CC has a good population of all the fish mentioned plus saugeye and has been stocked with muskies since 1998. Right now is a great time to fish for the crappie and saugeye. Don't get people started on the pleasure boat situation or the jet skiers, it can be rediculous. Be prepared to do the majority of your fishing early. There are some nice protected coves and no wake zones but still the big power boats and jet skis will buzz you all day while fishing. It can get annoying, and I generally do not have that much of a problem with others who choose to ski or just run around (it is there right). That lake on weekends is just way to crowded.
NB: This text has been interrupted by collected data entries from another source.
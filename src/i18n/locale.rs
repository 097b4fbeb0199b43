//! Locale type: validated locale representation.
//!
//! A `Locale` can only be constructed from a code the registry knows and has
//! enabled, so the rest of the pipeline never handles unknown codes.

use crate::i18n::{LocaleConfig, LocaleRegistry};
use anyhow::{bail, Result};

/// A validated locale.
#[derive(Debug, Clone, Copy, PartialEq, Eq, PartialOrd, Ord, Hash)]
pub struct Locale {
    code: &'static str,
}

impl Locale {
    /// Create a Locale from a locale code string.
    ///
    /// # Returns
    /// * `Ok(Locale)` if the code is known and the locale is enabled
    /// * `Err` if the code is unknown or the locale is disabled
    pub fn from_code(code: &str) -> Result<Locale> {
        let registry = LocaleRegistry::get();

        match registry.get_by_code(code) {
            Some(config) if config.enabled => Ok(Locale {
                code: config.code, // use the static str from the registry
            }),
            Some(_) => bail!("Locale '{}' is not enabled", code),
            None => bail!("Unknown locale code: '{}'", code),
        }
    }

    /// Get the source locale (the locale translations are derived from).
    pub fn source() -> Locale {
        let config = LocaleRegistry::get().source();
        Locale { code: config.code }
    }

    /// All enabled translation targets, in registry order.
    pub fn all_targets() -> Vec<Locale> {
        LocaleRegistry::get()
            .list_targets()
            .into_iter()
            .map(|config| Locale { code: config.code })
            .collect()
    }

    /// Parse a comma-separated list of locale codes into targets.
    ///
    /// The source locale is rejected: it holds the authoritative text and is
    /// never a translation target.
    pub fn parse_targets(codes: &str) -> Result<Vec<Locale>> {
        let mut targets = Vec::new();
        for code in codes.split(',').map(str::trim).filter(|c| !c.is_empty()) {
            let locale = Locale::from_code(code)?;
            if locale.is_source() {
                bail!(
                    "'{}' is the source locale and cannot be a translation target",
                    code
                );
            }
            if !targets.contains(&locale) {
                targets.push(locale);
            }
        }
        if targets.is_empty() {
            bail!("No target locales specified");
        }
        Ok(targets)
    }

    /// Get the locale code (e.g., "zh-CN").
    pub fn code(&self) -> &'static str {
        self.code
    }

    /// Get the full locale configuration from the registry.
    ///
    /// # Panics
    /// Panics if the code is not found in the registry, which cannot happen
    /// for a `Locale` constructed through `from_code`.
    pub fn config(&self) -> &'static LocaleConfig {
        LocaleRegistry::get()
            .get_by_code(self.code)
            .expect("Locale code should always be valid")
    }

    /// Get the English name of the locale.
    pub fn name(&self) -> &'static str {
        self.config().name
    }

    /// Get the resource-directory suffix (e.g., "zh-rCN").
    pub fn resource_suffix(&self) -> &'static str {
        self.config().resource_suffix
    }

    /// Check if this is the source locale.
    pub fn is_source(&self) -> bool {
        self.config().is_source
    }
}

impl std::fmt::Display for Locale {
    fn fmt(&self, f: &mut std::fmt::Formatter<'_>) -> std::fmt::Result {
        f.write_str(self.code)
    }
}

#[cfg(test)]
mod tests {
    use super::*;

    #[test]
    fn test_from_code_known() {
        let locale = Locale::from_code("ja").expect("ja is registered");
        assert_eq!(locale.code(), "ja");
        assert_eq!(locale.name(), "Japanese");
    }

    #[test]
    fn test_from_code_unknown() {
        assert!(Locale::from_code("tlh").is_err());
        assert!(Locale::from_code("").is_err());
    }

    #[test]
    fn test_source_is_english() {
        assert_eq!(Locale::source().code(), "en");
        assert!(Locale::source().is_source());
    }

    #[test]
    fn test_all_targets_excludes_source() {
        let targets = Locale::all_targets();
        assert_eq!(targets.len(), 19);
        assert!(!targets.iter().any(Locale::is_source));
    }

    #[test]
    fn test_resource_suffix_mapping() {
        assert_eq!(Locale::from_code("zh-TW").unwrap().resource_suffix(), "zh-rTW");
        assert_eq!(Locale::from_code("pt-BR").unwrap().resource_suffix(), "pt-rBR");
        assert_eq!(Locale::from_code("de").unwrap().resource_suffix(), "de");
    }

    #[test]
    fn test_parse_targets_list() {
        let targets = Locale::parse_targets("ru, fr,es").expect("valid list");
        let codes: Vec<_> = targets.iter().map(Locale::code).collect();
        assert_eq!(codes, vec!["ru", "fr", "es"]);
    }

    #[test]
    fn test_parse_targets_dedups() {
        let targets = Locale::parse_targets("fr,fr,de").expect("valid list");
        assert_eq!(targets.len(), 2);
    }

    #[test]
    fn test_parse_targets_rejects_source() {
        assert!(Locale::parse_targets("en,fr").is_err());
    }

    #[test]
    fn test_parse_targets_rejects_empty() {
        assert!(Locale::parse_targets("").is_err());
        assert!(Locale::parse_targets(" , ").is_err());
    }

    #[test]
    fn test_locale_is_copy_and_ord() {
        let a = Locale::from_code("de").unwrap();
        let b = a;
        assert_eq!(a, b);

        let mut locales = vec![
            Locale::from_code("uk").unwrap(),
            Locale::from_code("ar").unwrap(),
        ];
        locales.sort();
        assert_eq!(locales[0].code(), "ar");
    }

    #[test]
    fn test_display_uses_code() {
        let locale = Locale::from_code("ko").unwrap();
        assert_eq!(format!("{}", locale), "ko");
    }
}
Good Luck!


----------



## Stampede (Apr 11, 2004)

I kind of thought it might be a very crowded lake.Might go up on a friday.I don't have a problem with pleasure boaters as long as they show a little respect to other people as i do.


----------



## AEFISHING (Apr 25, 2004)

The lake is a joke on a nice weekend. We have had to wait over an hour to load our boat because of the people going in or coming out. I have seen big boats come back in the coves and just hammer it. That lake is off limits for me on the weekends.


----------



## jayjc77 (May 19, 2004)

I'd be more than happy to show you around CC stampede -- just hope that you are an early bird!


----------



## mrfishohio (Apr 5, 2004)

Yes, yes, and yes to all your questions posed.....
As far as respect, don't count on it, I've been on anchor & had boats still almost hit me, been trolling there & had my lines cut by jet skis & a sailboat, had a bass boat do about 60 MPH 20' away from me cutting thru a no wake zone and also jumping right up on other spots while I was working them (Tuesday night tournaments-those guys are worse than the jet skis..  ). I had to stop fishing there due to an overpowering desire to take a gun & shoot someone !!   
NOW.........if you get on the water before sunup and head back to the ramps by 9:30 AM at the latest, on a weekday (Mon-Thursday) it can be okay.... 
Fishing can be good for whitebass, saugeye at times. I guess there's a healthy population of bass with the 15" limit now.
It's really a nice lake, clean and deep. It's the busiest lake in OH I think. Due to being about the only unlimited HP Lake near Cinti and Dayton, it gets alot of traffic.


----------



## Stampede (Apr 11, 2004)

Sounds like C C will still be an untried lake for me.Will look at other lakes to try.Sounds a lot worse than eastfork and it's bad enough.


----------



## redhawk fisherman (Apr 13, 2004)

Good choice! I only fish Caesar's in April and November. At least East Fork can be fished during weekdays in summer.

Danny


----------



## taxiecab (Apr 24, 2004)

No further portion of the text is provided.